Updated: Dec 9, 2021
"Where the spirit does not work with the hand, there is no art."
Leonardo da Vinci was many things: a painter, an architect, an engineer, a theatrical producer, and wildly popular in Renaissance-era Italy. He is among the most influential artists in history, having left a significant legacy not only in the realm of art but science as well.
Although only a few of Da Vinci’s paintings and sculptures survive, two of his extant works are among the world’s most well-known and admired paintings. They are "The Last Supper" and "Mona Lisa".
The Last Supper by Leonardo Da Vinci
You could write an entire book just about the conspiracy theories relating to Leonardo Da Vinci and his most famous painting, the Mona Lisa. A recently found theory is worthy of the Da Vinci Code (Dan Brown's 2003 bestseller). It came to light by Pavel Floresco. Despite the painting being known widely as a portrait of Lisa del Giocondo, this masterpiece, as declared by Floresco, represents the mother of Leonardo Da Vinci, Caterina, seen as a model of maternity and femininity.

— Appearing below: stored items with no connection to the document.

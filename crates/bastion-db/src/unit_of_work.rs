//! All-or-nothing write batches over a SurrealDB transaction.
//!
//! Staged writes are rendered into a single
//! `BEGIN TRANSACTION; ...; COMMIT TRANSACTION;` query. Every statement
//! gets its own bind-parameter prefix (`w0_`, `w1_`, ...) so values never
//! collide across statements. A batch that loses a write conflict to a
//! concurrent transaction is re-run from scratch.

use bastion_core::error::CoreResult;
use bastion_core::models::login_attempt::CreateLoginAttempt;
use bastion_core::models::password_reset::CreatePasswordResetToken;
use bastion_core::models::tenant::{CreateTenant, Tenant};
use bastion_core::models::user::{CreateUser, User};
use bastion_core::repository::UnitOfWork;
use chrono::{DateTime, Utc};
use surrealdb::{Connection, Surreal};
use tracing::debug;
use uuid::Uuid;

use crate::error::{DbError, retry_on_conflict};
use crate::repository::increment_failures_sql;

#[derive(Debug, Clone)]
enum StagedWrite {
    CreateTenant(Tenant),
    CreateUser(User),
    AppendPasswordHistory {
        user_id: Uuid,
        password_hash: String,
    },
    RecordLoginAttempt(CreateLoginAttempt),
    IncrementFailedAttempts {
        user_id: Uuid,
        max_attempts: u32,
        lock_until: DateTime<Utc>,
    },
    ReplaceResetToken(CreatePasswordResetToken),
}

impl StagedWrite {
    fn statement(&self, p: &str) -> String {
        match self {
            StagedWrite::CreateTenant(_) => format!(
                "CREATE type::record('tenant', ${p}id) SET \
                 name = ${p}name, email = ${p}email, \
                 subdomain = ${p}subdomain, \
                 custom_domain = ${p}custom_domain, \
                 status = ${p}status, \
                 created_at = ${p}created_at, updated_at = ${p}updated_at;"
            ),
            StagedWrite::CreateUser(_) => format!(
                "CREATE type::record('user', ${p}id) SET \
                 tenant_id = ${p}tenant_id, \
                 email = ${p}email, name = ${p}name, \
                 password_hash = ${p}password_hash, \
                 role = ${p}role, \
                 failed_login_attempts = 0, locked_until = NONE, \
                 require_password_change = ${p}require_password_change, \
                 created_at = ${p}created_at, updated_at = ${p}updated_at;"
            ),
            StagedWrite::AppendPasswordHistory { .. } => format!(
                "CREATE type::record('password_history', ${p}id) SET \
                 user_id = ${p}user_id, password_hash = ${p}password_hash;"
            ),
            StagedWrite::RecordLoginAttempt(_) => format!(
                "CREATE type::record('login_attempt', ${p}id) SET \
                 email = ${p}email, ip_address = ${p}ip_address, \
                 success = ${p}success, \
                 failure_reason = ${p}failure_reason, \
                 user_id = ${p}user_id;"
            ),
            StagedWrite::IncrementFailedAttempts { .. } => {
                format!("{};", increment_failures_sql(p))
            }
            // Touching the user row makes two concurrent replacements for
            // the same user conflict, so one of them re-runs and deletes
            // the other's token.
            StagedWrite::ReplaceResetToken(_) => format!(
                "UPDATE type::record('user', ${p}user_id) SET updated_at = time::now();\n\
                 DELETE password_reset_token \
                 WHERE user_id = ${p}user_id AND used = false;\n\
                 CREATE type::record('password_reset_token', ${p}id) SET \
                 user_id = ${p}user_id, email = ${p}email, \
                 token_hash = ${p}token_hash, \
                 expires_at = ${p}expires_at, used = false;"
            ),
        }
    }
}

/// SurrealDB implementation of [`UnitOfWork`].
pub struct SurrealUnitOfWork<C: Connection> {
    db: Surreal<C>,
    writes: Vec<StagedWrite>,
}

impl<C: Connection> SurrealUnitOfWork<C> {
    pub fn new(db: Surreal<C>) -> Self {
        Self {
            db,
            writes: Vec::new(),
        }
    }

    async fn execute(&self) -> Result<(), DbError> {
        let mut sql = String::from("BEGIN TRANSACTION;\n");
        for (i, write) in self.writes.iter().enumerate() {
            sql.push_str(&write.statement(&format!("w{i}_")));
            sql.push('\n');
        }
        sql.push_str("COMMIT TRANSACTION;");

        let mut builder = self.db.query(sql);

        for (i, write) in self.writes.iter().cloned().enumerate() {
            let key = |field: &str| format!("w{i}_{field}");
            match write {
                StagedWrite::CreateTenant(tenant) => {
                    builder = builder
                        .bind((key("id"), tenant.id.to_string()))
                        .bind((key("name"), tenant.name))
                        .bind((key("email"), tenant.email))
                        .bind((key("subdomain"), tenant.subdomain))
                        .bind((key("custom_domain"), tenant.custom_domain))
                        .bind((key("status"), tenant.status.as_str().to_string()))
                        .bind((key("created_at"), tenant.created_at))
                        .bind((key("updated_at"), tenant.updated_at));
                }
                StagedWrite::CreateUser(user) => {
                    builder = builder
                        .bind((key("id"), user.id.to_string()))
                        .bind((key("tenant_id"), user.tenant_id.map(|t| t.to_string())))
                        .bind((key("email"), user.email))
                        .bind((key("name"), user.name))
                        .bind((key("password_hash"), user.password_hash))
                        .bind((key("role"), user.role.as_str().to_string()))
                        .bind((key("require_password_change"), user.require_password_change))
                        .bind((key("created_at"), user.created_at))
                        .bind((key("updated_at"), user.updated_at));
                }
                StagedWrite::AppendPasswordHistory {
                    user_id,
                    password_hash,
                } => {
                    builder = builder
                        .bind((key("id"), Uuid::new_v4().to_string()))
                        .bind((key("user_id"), user_id.to_string()))
                        .bind((key("password_hash"), password_hash));
                }
                StagedWrite::RecordLoginAttempt(attempt) => {
                    builder = builder
                        .bind((key("id"), Uuid::new_v4().to_string()))
                        .bind((key("email"), attempt.email))
                        .bind((key("ip_address"), attempt.ip_address))
                        .bind((key("success"), attempt.success))
                        .bind((
                            key("failure_reason"),
                            attempt.failure_reason.map(|r| r.as_str().to_string()),
                        ))
                        .bind((key("user_id"), attempt.user_id.map(|u| u.to_string())));
                }
                StagedWrite::IncrementFailedAttempts {
                    user_id,
                    max_attempts,
                    lock_until,
                } => {
                    builder = builder
                        .bind((key("id"), user_id.to_string()))
                        .bind((key("max_attempts"), max_attempts))
                        .bind((key("lock_until"), lock_until));
                }
                StagedWrite::ReplaceResetToken(token) => {
                    builder = builder
                        .bind((key("id"), Uuid::new_v4().to_string()))
                        .bind((key("user_id"), token.user_id.to_string()))
                        .bind((key("email"), token.email))
                        .bind((key("token_hash"), token.token_hash))
                        .bind((key("expires_at"), token.expires_at));
                }
            }
        }

        builder
            .await?
            .check()
            .map_err(|e| DbError::Query(format!("transaction rolled back: {e}")))?;
        Ok(())
    }
}

impl<C: Connection> UnitOfWork for SurrealUnitOfWork<C> {
    fn create_tenant(&mut self, input: CreateTenant) -> Tenant {
        let now = Utc::now();
        let tenant = Tenant {
            id: Uuid::new_v4(),
            name: input.name,
            email: input.email,
            subdomain: input.subdomain,
            custom_domain: input.custom_domain,
            status: input.status,
            created_at: now,
            updated_at: now,
        };
        self.writes.push(StagedWrite::CreateTenant(tenant.clone()));
        tenant
    }

    fn create_user(&mut self, input: CreateUser) -> User {
        let now = Utc::now();
        let user = User {
            id: Uuid::new_v4(),
            tenant_id: input.tenant_id,
            email: input.email,
            name: input.name,
            password_hash: input.password_hash,
            role: input.role,
            failed_login_attempts: 0,
            locked_until: None,
            require_password_change: input.require_password_change,
            last_login_at: None,
            last_login_ip: None,
            created_at: now,
            updated_at: now,
        };
        self.writes.push(StagedWrite::CreateUser(user.clone()));
        user
    }

    fn append_password_history(&mut self, user_id: Uuid, password_hash: String) {
        self.writes.push(StagedWrite::AppendPasswordHistory {
            user_id,
            password_hash,
        });
    }

    fn record_login_attempt(&mut self, input: CreateLoginAttempt) {
        self.writes.push(StagedWrite::RecordLoginAttempt(input));
    }

    fn increment_failed_attempts(
        &mut self,
        user_id: Uuid,
        max_attempts: u32,
        lock_until: DateTime<Utc>,
    ) {
        self.writes.push(StagedWrite::IncrementFailedAttempts {
            user_id,
            max_attempts,
            lock_until,
        });
    }

    fn replace_reset_token(&mut self, input: CreatePasswordResetToken) {
        self.writes.push(StagedWrite::ReplaceResetToken(input));
    }

    fn is_empty(&self) -> bool {
        self.writes.is_empty()
    }

    async fn commit(self) -> CoreResult<()> {
        if self.writes.is_empty() {
            return Ok(());
        }

        retry_on_conflict(|| self.execute()).await?;

        debug!(statements = self.writes.len(), "Committed unit of work");
        Ok(())
    }

    fn rollback(self) {
        debug!(statements = self.writes.len(), "Discarded unit of work");
    }
}

#[cfg(test)]
mod tests {
    use super::*;
    use bastion_core::models::login_attempt::FailureReason;

    #[test]
    fn statements_use_their_own_prefix() {
        let write = StagedWrite::RecordLoginAttempt(CreateLoginAttempt::failure(
            "a@example.com",
            "10.0.0.1",
            FailureReason::InvalidPassword,
            None,
        ));
        let sql = write.statement("w3_");
        assert!(sql.contains("$w3_email"));
        assert!(sql.contains("$w3_failure_reason"));
        assert!(!sql.contains("$email"));
    }

    #[test]
    fn increment_statement_moves_counter_before_lock() {
        let write = StagedWrite::IncrementFailedAttempts {
            user_id: Uuid::new_v4(),
            max_attempts: 5,
            lock_until: Utc::now(),
        };
        let sql = write.statement("w0_");
        let counter = sql.find("failed_login_attempts = IF").unwrap();
        let lock = sql.find("locked_until = IF").unwrap();
        assert!(counter < lock);
        assert!(sql.contains("$w0_max_attempts"));
    }

    #[test]
    fn reset_token_replacement_touches_the_user_row() {
        let write = StagedWrite::ReplaceResetToken(CreatePasswordResetToken {
            user_id: Uuid::new_v4(),
            email: "a@example.com".into(),
            token_hash: "digest".into(),
            expires_at: Utc::now(),
        });
        let sql = write.statement("w1_");
        let touch = sql.find("UPDATE type::record('user', $w1_user_id)").unwrap();
        let delete = sql.find("DELETE password_reset_token").unwrap();
        let create = sql.find("CREATE type::record('password_reset_token', $w1_id)").unwrap();
        assert!(touch < delete && delete < create);
    }
}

How can we prove this theory? It is a bit complicated, so I am going to explain it to you step by step. Firstly, we have to use an alpha-numeric method of writing the numbers and the letters of the Italian alphabet.
It should be like this:
A = 1 B = 2 C=3 D = 4 E = 5 F = 6 G = 7 H = 8 I = 9 L = 10 M = 11 N = 12 O = 13
P = 14 Q = 15 R = 16 S = 17 T = 18 U = 19 V = 20 Z = 21
Floresco then reduced the names “Mona Lisa” and “Caterina” into numbers, and added them up. For “Mona Lisa,” the addition looks like this:
MONA LISA = 11 + 13 + 12 + 1 + 10 + 9 + 17 + 1 = 74
He then took the two numbers in “74,” and added those up:
7 + 4 = 11
At last, he took the two digits of the resulting “11” and added them up yet again, revealing the secret number 2 hidden in the name Mona Lisa:
1 + 1 = 2
While repeating the same procedure with the name of Leonardo’s mother, “Caterina”, he chillingly found out that you get the same result:
CATERINA = 3 + 1 + 18 + 5 + 16 + 9 + 12 + 1 = 65
6 + 5 = 11
1 + 1 = 2
Of course, the name “Mona Lisa” is a nickname derived from Vasari and the painting’s first owner referred to it as La Gioconda. But Pavel Floresco did not stop at this and offered more proof to this theory. To illustrate the significance of the number 2 in the canvas, Floresco broke down the symbolism of the painting. We can see 2 columns in the background, a road in the landscape in the shape of the number 2, and a hand flipping the number 2. (She even has 2 eyes and 2 nostrils!)
But there still is more proof to look at. Floresco also showed that the 2010 discovery - which argued that we could see the letters “LV” and “CE” concealed in the Mona Lisa's eyes - could also be explained. Those initials, too, yield up to the all-important number 2.
LVCE = 10 + 20 + 3 + 5 = 38
3 + 8 = 11
1 + 1 = 2
While there are quite a number of famous theories and stories about the painting, including the classic ‘is she smiling or frowning,’ and the tale of the Louvre heist, this is one of the incredibly interesting lesser-known theories in circulation about the work. Whilst their legitimacy is unknown, the theories help bring out new and refreshing perspectives to the work.
How deep does this theory go? If you find out, it might be wise 2 keep it 2 yourself!